Items from a dataset:
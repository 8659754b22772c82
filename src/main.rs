//! Bullet Bill entry point
//!
//! Without a window backend this runs headless: it loads settings and assets,
//! then plays a scripted volley through the same frame pump a windowed build
//! would use, logging every shot.
//!
//! Usage: `bullet-bill [settings.json] [shapes|sprites]`

use std::path::PathBuf;

use glam::Vec2;

use bullet_bill::assets::Assets;
use bullet_bill::consts::ANCHOR;
use bullet_bill::settings::SETTINGS_FILE;
use bullet_bill::sim::{InputEvent, KeyAction};
use bullet_bill::{DisplayMode, Host, Settings};

/// Render cadence of the pretend display (deliberately not 60 Hz)
const FRAME_DT: f32 = 1.0 / 144.0;
/// Give up on a shot that has not landed after this long
const SHOT_TIMEOUT_FRAMES: u32 = 144 * 20;

/// Drag offsets from the cannon for the demo volley
const VOLLEY: [Vec2; 5] = [
    Vec2::new(160.0, -260.0),
    Vec2::new(190.0, -240.0),
    Vec2::new(120.0, -120.0),
    Vec2::new(320.0, -180.0),
    Vec2::new(0.0, 0.0),
];

fn main() {
    env_logger::init();
    log::info!("Bullet Bill (headless) starting...");

    let mut args = std::env::args().skip(1);
    let settings_path = args
        .next()
        .map(PathBuf::from)
        .unwrap_or_else(|| PathBuf::from(SETTINGS_FILE));
    let mut settings = Settings::load_from(&settings_path);
    if let Some(mode) = args.next() {
        match DisplayMode::from_str(&mode) {
            Some(mode) => settings.display_mode = mode,
            None => log::warn!("Unknown display mode '{}', keeping {}", mode, settings.display_mode.as_str()),
        }
    }
    let assets = Assets::load(&settings.asset_root);
    if !assets.missing().is_empty() {
        log::warn!("Running with {} unbound assets", assets.missing().len());
    }

    let mut host = Host::new(settings);
    let mut frames = 0u64;

    for (shot, offset) in VOLLEY.iter().enumerate() {
        // Tweak gravity between shots to show the indicator moving
        if shot == 2 {
            host.push_event(InputEvent::Key(KeyAction::IncreaseGravity));
        }
        if shot == 3 {
            host.push_event(InputEvent::Key(KeyAction::ToggleDisplayMode));
        }

        let pointer = ANCHOR + *offset;
        host.push_event(InputEvent::PointerDown(ANCHOR));
        host.push_event(InputEvent::PointerMove(pointer));
        let guide = host.frame().sprites.len();
        log::debug!("Aiming shot {} at {:?} ({} sprites with guide)", shot + 1, pointer, guide);
        host.push_event(InputEvent::PointerUp(pointer));

        let mut waited = 0;
        while host.state().is_flying() && waited < SHOT_TIMEOUT_FRAMES {
            host.update(FRAME_DT);
            let _frame = host.frame();
            frames += 1;
            waited += 1;
        }
        if host.state().is_flying() {
            log::warn!("Shot {} still flying after {} frames", shot + 1, waited);
        }
    }

    host.push_event(InputEvent::Key(KeyAction::Exit));
    if host.exit_requested() {
        log::info!("Exit requested, shutting down");
    }

    let score = host.state().score;
    log::info!(
        "Done after {} frames ({} ticks, {:.1}s simulated): {} hits, {} misses",
        frames,
        host.state().time_ticks,
        host.state().sim_time,
        score.hits,
        score.misses
    );
    println!("Hits: {}  Misses: {}", score.hits, score.misses);
}
//! Aiming and ballistics simulation
//!
//! All gameplay logic lives here. This module is pure and deterministic:
//! - Fixed timestep only
//! - No rendering or platform dependencies
//! - Display mode has no influence on anything in here

pub mod anim;
pub mod collision;
pub mod input;
pub mod snapshot;
pub mod state;
pub mod tick;
pub mod trajectory;

pub use anim::{SpriteAnimation, TextureRect};
pub use collision::{Rect, ball_rect_overlap, out_of_bounds};
pub use input::{InputEvent, KeyAction};
pub use snapshot::Snapshot;
pub use state::{
    AimState, Facing, GameState, Gravity, GravityIndicator, Projectile, ScoreCounters,
    ShotOutcome, ShotPhase, Target,
};
pub use tick::{TickInput, TickReport, adjust_gravity, tick, tick_animation, tick_projectile, tick_target};
pub use trajectory::{PreviewPoint, TrajectoryPreview};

REQUIRED WORK: All entries must be duplicated exactly, with none left out.

RESPONSE TO THIS TASK:
repository 8659754b22772c82
filename src/main.rs
//! Bullet Bill entry point
//!
//! Without a window backend this runs headless: it loads settings and assets,
//! then plays a scripted volley through the same frame pump a windowed build
//! would use, logging every shot.
//!
//! Usage: `bullet-bill [settings.json] [shapes|sprites]`

use std::path::PathBuf;

use glam::Vec2;

use bullet_bill::assets::Assets;
use bullet_bill::consts::ANCHOR;
use bullet_bill::settings::SETTINGS_FILE;
use bullet_bill::sim::{InputEvent, KeyAction};
use bullet_bill::{DisplayMode, Host, Settings};

/// Render cadence of the pretend display (deliberately not 60 Hz)
const FRAME_DT: f32 = 1.0 / 144.0;
/// Give up on a shot that has not landed after this long
const SHOT_TIMEOUT_FRAMES: u32 = 144 * 20;

/// Drag offsets from the cannon for the demo volley
const VOLLEY: [Vec2; 5] = [
    Vec2::new(160.0, -260.0),
    Vec2::new(190.0, -240.0),
    Vec2::new(120.0, -120.0),
    Vec2::new(320.0, -180.0),
    Vec2::new(0.0, 0.0),
];

fn main() {
    env_logger::init();
    log::info!("Bullet Bill (headless) starting...");

    let mut args = std::env::args().skip(1);
    let settings_path = args
        .next()
        .map(PathBuf::from)
        .unwrap_or_else(|| PathBuf::from(SETTINGS_FILE));
    let mut settings = Settings::load_from(&settings_path);
    if let Some(mode) = args.next() {
        match DisplayMode::from_str(&mode) {
            Some(mode) => settings.display_mode = mode,
            None => log::warn!("Unknown display mode '{}', keeping {}", mode, settings.display_mode.as_str()),
        }
    }
    let assets = Assets::load(&settings.asset_root);
    if !assets.missing().is_empty() {
        log::warn!("Running with {} unbound assets", assets.missing().len());
    }

    let mut host = Host::new(settings);
    let mut frames = 0u64;

    for (shot, offset) in VOLLEY.iter().enumerate() {
        // Tweak gravity between shots to show the indicator moving
        if shot == 2 {
            host.push_event(InputEvent::Key(KeyAction::IncreaseGravity));
        }
        if shot == 3 {
            host.push_event(InputEvent::Key(KeyAction::ToggleDisplayMode));
        }

        let pointer = ANCHOR + *offset;
        host.push_event(InputEvent::PointerDown(ANCHOR));
        host.push_event(InputEvent::PointerMove(pointer));
        let guide = host.frame().sprites.len();
        log::debug!("Aiming shot {} at {:?} ({} sprites with guide)", shot + 1, pointer, guide);
        host.push_event(InputEvent::PointerUp(pointer));

        let mut waited = 0;
        while host.state().is_flying() && waited < SHOT_TIMEOUT_FRAMES {
            host.update(FRAME_DT);
            let _frame = host.frame();
            frames += 1;
            waited += 1;
        }
        if host.state().is_flying() {
            log::warn!("Shot {} still flying after {} frames", shot + 1, waited);
        }
    }

    host.push_event(InputEvent::Key(KeyAction::Exit));
    if host.exit_requested() {
        log::info!("Exit requested, shutting down");
    }

    let score = host.state().score;
    log::info!(
        "Done after {} frames ({} ticks, {:.1}s simulated): {} hits, {} misses",
        frames,
        host.state().time_ticks,
        host.state().sim_time,
        score.hits,
        score.misses
    );
    println!("Hits: {}  Misses: {}", score.hits, score.misses);
}
//! Aiming and ballistics simulation
//!
//! All gameplay logic lives here. This module is pure and deterministic:
//! - Fixed timestep only
//! - No rendering or platform dependencies
//! - Display mode has no influence on anything in here

pub mod anim;
pub mod collision;
pub mod input;
pub mod snapshot;
pub mod state;
pub mod tick;
pub mod trajectory;

pub use anim::{SpriteAnimation, TextureRect};
pub use collision::{Rect, ball_rect_overlap, out_of_bounds};
pub use input::{InputEvent, KeyAction};
pub use snapshot::Snapshot;
pub use state::{
    AimState, Facing, GameState, Gravity, GravityIndicator, Projectile, ScoreCounters,
    ShotOutcome, ShotPhase, Target,
};
pub use tick::{TickInput, TickReport, adjust_gravity, tick, tick_animation, tick_projectile, tick_target};
pub use trajectory::{PreviewPoint, TrajectoryPreview};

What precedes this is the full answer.